(Saved entries)

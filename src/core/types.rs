//! Core types shared across Scry modules
//!
//! Everything in this file is part of the wire format: a `RepoSummary` is
//! serialized as a single JSON document and consumed read-only downstream.
//! Field names are camelCase on the wire and nothing here is mutated after
//! the orchestrator returns it.

use chrono::{DateTime, Utc};
use serde::{Deserialize, Serialize};
use std::path::Path;

use crate::config::ComplexityPolicy;

/// Events emitted during the analysis pipeline
#[derive(Debug, Clone)]
pub enum ScanEvent {
    /// Scanning has started
    StartScanning,
    /// Number of files discovered
    FilesFound(usize),
    /// A file has been parsed
    FileParsed(String),
    /// Non-fatal degradation (parse failure, unreadable manifest, ...)
    Warning(String),
    /// Analysis complete with message
    Complete(String),
    /// Error occurred
    Error(String),
}

/// Source language, classified purely by file extension
#[derive(Debug, Clone, Copy, PartialEq, Eq, PartialOrd, Ord, Hash, Serialize, Deserialize)]
#[serde(rename_all = "lowercase")]
pub enum Language {
    Python,
    TypeScript,
    JavaScript,
    Other,
}

impl Language {
    pub fn from_extension(ext: &str) -> Self {
        match ext {
            "py" | "pyi" => Language::Python,
            "ts" | "tsx" => Language::TypeScript,
            "js" | "jsx" | "mjs" | "cjs" => Language::JavaScript,
            _ => Language::Other,
        }
    }

    /// True if a grammar parser exists for this language
    pub fn is_parseable(self) -> bool {
        !matches!(self, Language::Other)
    }
}

/// Role of a file within the repository, classified by path heuristics
#[derive(Debug, Clone, Copy, PartialEq, Eq, PartialOrd, Ord, Hash, Serialize, Deserialize)]
#[serde(rename_all = "lowercase")]
pub enum FileRole {
    Source,
    Test,
    Config,
    Docs,
}

/// One discovered file with its classification and stat metadata
#[derive(Debug, Clone, PartialEq, Serialize, Deserialize)]
#[serde(rename_all = "camelCase")]
pub struct FileRecord {
    /// Relative, `/`-separated, unique within a summary
    pub path: String,
    pub language: Language,
    pub role: FileRole,
    pub size_bytes: u64,
    pub last_modified: DateTime<Utc>,
}

/// Kind of an exported symbol
#[derive(Debug, Clone, Copy, PartialEq, Eq, Serialize, Deserialize)]
#[serde(rename_all = "lowercase")]
pub enum SymbolKind {
    Function,
    Class,
    Constant,
    Type,
}

/// One top-level declaration extracted from a source file
#[derive(Debug, Clone, PartialEq, Eq, Serialize, Deserialize)]
#[serde(rename_all = "camelCase")]
pub struct ExportRecord {
    pub name: String,
    pub kind: SymbolKind,
    /// Textual parameter/return description (or heritage clause for classes)
    #[serde(skip_serializing_if = "Option::is_none")]
    pub signature: Option<String>,
    /// First line of the leading string-literal docstring, never body text
    #[serde(skip_serializing_if = "Option::is_none")]
    pub docstring: Option<String>,
    /// 1-based
    pub line_number: usize,
    pub is_async: bool,
    pub is_exported: bool,
}

/// Coarse complexity bucket derived from export count
#[derive(Debug, Clone, Copy, PartialEq, Eq, Serialize, Deserialize)]
#[serde(rename_all = "lowercase")]
pub enum ComplexityTier {
    Low,
    Medium,
    High,
}

impl ComplexityTier {
    pub fn for_export_count(count: usize, policy: &ComplexityPolicy) -> Self {
        if count <= policy.low_max {
            ComplexityTier::Low
        } else if count <= policy.medium_max {
            ComplexityTier::Medium
        } else {
            ComplexityTier::High
        }
    }
}

/// Per-source-file record of declarations and imports
#[derive(Debug, Clone, PartialEq, Serialize, Deserialize)]
#[serde(rename_all = "camelCase")]
pub struct ModuleDescriptor {
    pub path: String,
    pub exports: Vec<ExportRecord>,
    /// Deduplicated, sorted module-path strings
    pub imports: Vec<String>,
    pub complexity_tier: ComplexityTier,
}

impl ModuleDescriptor {
    /// Empty descriptor for a present-but-unparseable file
    pub fn degraded(path: impl Into<String>) -> Self {
        Self {
            path: path.into(),
            exports: Vec::new(),
            imports: Vec::new(),
            complexity_tier: ComplexityTier::Low,
        }
    }

    /// The externally visible subset of `exports`
    pub fn exported(&self) -> Vec<&ExportRecord> {
        self.exports.iter().filter(|e| e.is_exported).collect()
    }
}

/// One commit in the recent-history window
#[derive(Debug, Clone, PartialEq, Serialize, Deserialize)]
#[serde(rename_all = "camelCase")]
pub struct CommitRecord {
    pub hash: String,
    pub short_hash: String,
    pub author: String,
    /// ISO-8601
    pub date: String,
    pub subject: String,
    pub files_changed: usize,
}

/// Change-frequency record for one source file, used to rank "hot" files
#[derive(Debug, Clone, PartialEq, Serialize, Deserialize)]
#[serde(rename_all = "camelCase")]
pub struct FileHistoryRecord {
    pub path: String,
    pub commit_count: usize,
    /// ISO-8601 date of the most recent commit touching this file
    pub last_modified: String,
    /// Up to 5 distinct author names
    pub contributors: Vec<String>,
}

/// Version-control snapshot; absent entirely when no backend is detected
#[derive(Debug, Clone, PartialEq, Serialize, Deserialize)]
#[serde(rename_all = "camelCase")]
pub struct RevisionInfo {
    pub current_commit: String,
    pub branch: String,
    #[serde(skip_serializing_if = "Option::is_none")]
    pub baseline_commit: Option<String>,
    /// Source files differing between the baseline and the working tree
    pub changed_since: Vec<String>,
    pub recent_commits: Vec<CommitRecord>,
    pub file_history: Vec<FileHistoryRecord>,
}

#[derive(Debug, Clone, Copy, PartialEq, Eq, Serialize, Deserialize)]
#[serde(rename_all = "lowercase")]
pub enum TreeNodeType {
    File,
    Directory,
}

/// One node of the hierarchical file tree
#[derive(Debug, Clone, PartialEq, Serialize, Deserialize)]
#[serde(rename_all = "camelCase")]
pub struct FileTreeNode {
    pub name: String,
    pub path: String,
    #[serde(rename = "type")]
    pub node_type: TreeNodeType,
    /// Directories only; dirs sort before files, then lexicographically
    #[serde(skip_serializing_if = "Option::is_none")]
    pub children: Option<Vec<FileTreeNode>>,
    /// Files only
    #[serde(skip_serializing_if = "Option::is_none")]
    pub language: Option<Language>,
    /// Files only
    #[serde(skip_serializing_if = "Option::is_none")]
    pub role: Option<FileRole>,
}

/// Detected package ecosystem and its declared tooling
#[derive(Debug, Clone, PartialEq, Serialize, Deserialize)]
#[serde(rename_all = "camelCase")]
pub struct EcosystemReport {
    /// "node" or "python"
    pub ecosystem: String,
    /// Manifest file the detection is based on, relative to root
    pub manifest: String,
    #[serde(skip_serializing_if = "Option::is_none")]
    pub test_framework: Option<String>,
    pub static_typing: bool,
}

#[derive(Debug, Clone, Default, PartialEq, Serialize, Deserialize)]
#[serde(rename_all = "camelCase")]
pub struct ConfigInfo {
    pub ecosystems: Vec<EcosystemReport>,
}

/// Root aggregate produced by one `analyze()` call
#[derive(Debug, Clone, Serialize, Deserialize)]
#[serde(rename_all = "camelCase")]
pub struct RepoSummary {
    /// Sorted, deduplicated; never contains `Other`
    pub languages_present: Vec<Language>,
    pub root_path: String,
    pub analyzed_at: DateTime<Utc>,
    pub files: Vec<FileRecord>,
    pub modules: Vec<ModuleDescriptor>,
    pub config_info: ConfigInfo,
    #[serde(skip_serializing_if = "Option::is_none")]
    pub revision_info: Option<RevisionInfo>,
    #[serde(skip_serializing_if = "Option::is_none")]
    pub file_tree: Option<FileTreeNode>,
}

/// Relative path with `/` separators, stable across platforms
pub fn wire_path(path: &Path) -> String {
    let parts: Vec<String> = path
        .components()
        .map(|c| c.as_os_str().to_string_lossy().into_owned())
        .collect();
    parts.join("/")
}

#[cfg(test)]
mod tests {
    use super::*;

    #[test]
    fn test_language_from_extension() {
        assert_eq!(Language::from_extension("py"), Language::Python);
        assert_eq!(Language::from_extension("tsx"), Language::TypeScript);
        assert_eq!(Language::from_extension("mjs"), Language::JavaScript);
        assert_eq!(Language::from_extension("md"), Language::Other);
        assert!(!Language::from_extension("toml").is_parseable());
    }

    #[test]
    fn test_complexity_tier_boundaries() {
        let policy = ComplexityPolicy::default();
        assert_eq!(
            ComplexityTier::for_export_count(5, &policy),
            ComplexityTier::Low
        );
        assert_eq!(
            ComplexityTier::for_export_count(6, &policy),
            ComplexityTier::Medium
        );
        assert_eq!(
            ComplexityTier::for_export_count(15, &policy),
            ComplexityTier::Medium
        );
        assert_eq!(
            ComplexityTier::for_export_count(16, &policy),
            ComplexityTier::High
        );
    }

    #[test]
    fn test_exported_filter() {
        let module = ModuleDescriptor {
            path: "a.py".into(),
            exports: vec![
                ExportRecord {
                    name: "run".into(),
                    kind: SymbolKind::Function,
                    signature: None,
                    docstring: None,
                    line_number: 1,
                    is_async: false,
                    is_exported: true,
                },
                ExportRecord {
                    name: "_helper".into(),
                    kind: SymbolKind::Function,
                    signature: None,
                    docstring: None,
                    line_number: 4,
                    is_async: false,
                    is_exported: false,
                },
            ],
            imports: vec![],
            complexity_tier: ComplexityTier::Low,
        };
        assert_eq!(module.exported().len(), 1);
        assert_eq!(module.exported()[0].name, "run");
    }

    #[test]
    fn test_wire_serialization_is_camel_case() {
        let record = FileRecord {
            path: "src/app.ts".into(),
            language: Language::TypeScript,
            role: FileRole::Source,
            size_bytes: 42,
            last_modified: DateTime::<Utc>::UNIX_EPOCH,
        };
        let json = serde_json::to_string(&record).unwrap();
        assert!(json.contains("\"sizeBytes\":42"));
        assert!(json.contains("\"lastModified\""));
        assert!(json.contains("\"language\":\"typescript\""));
    }
}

TASK GOAL
Transcribe the entries above word for word, from the first line through the line containing "use crate::config::ComplexityPolicy;", and nothing else.

RESPONSE BOX
filename src/core/types.rs
//! Core types shared across Scry modules
//!
//! Everything in this file is part of the wire format: a `RepoSummary` is
//! serialized as a single JSON document and consumed read-only downstream.
//! Field names are camelCase on the wire and nothing here is mutated after
//! the orchestrator returns it.

use chrono::{DateTime, Utc};
use serde::{Deserialize, Serialize};
use std::path::Path;

use crate::config::ComplexityPolicy;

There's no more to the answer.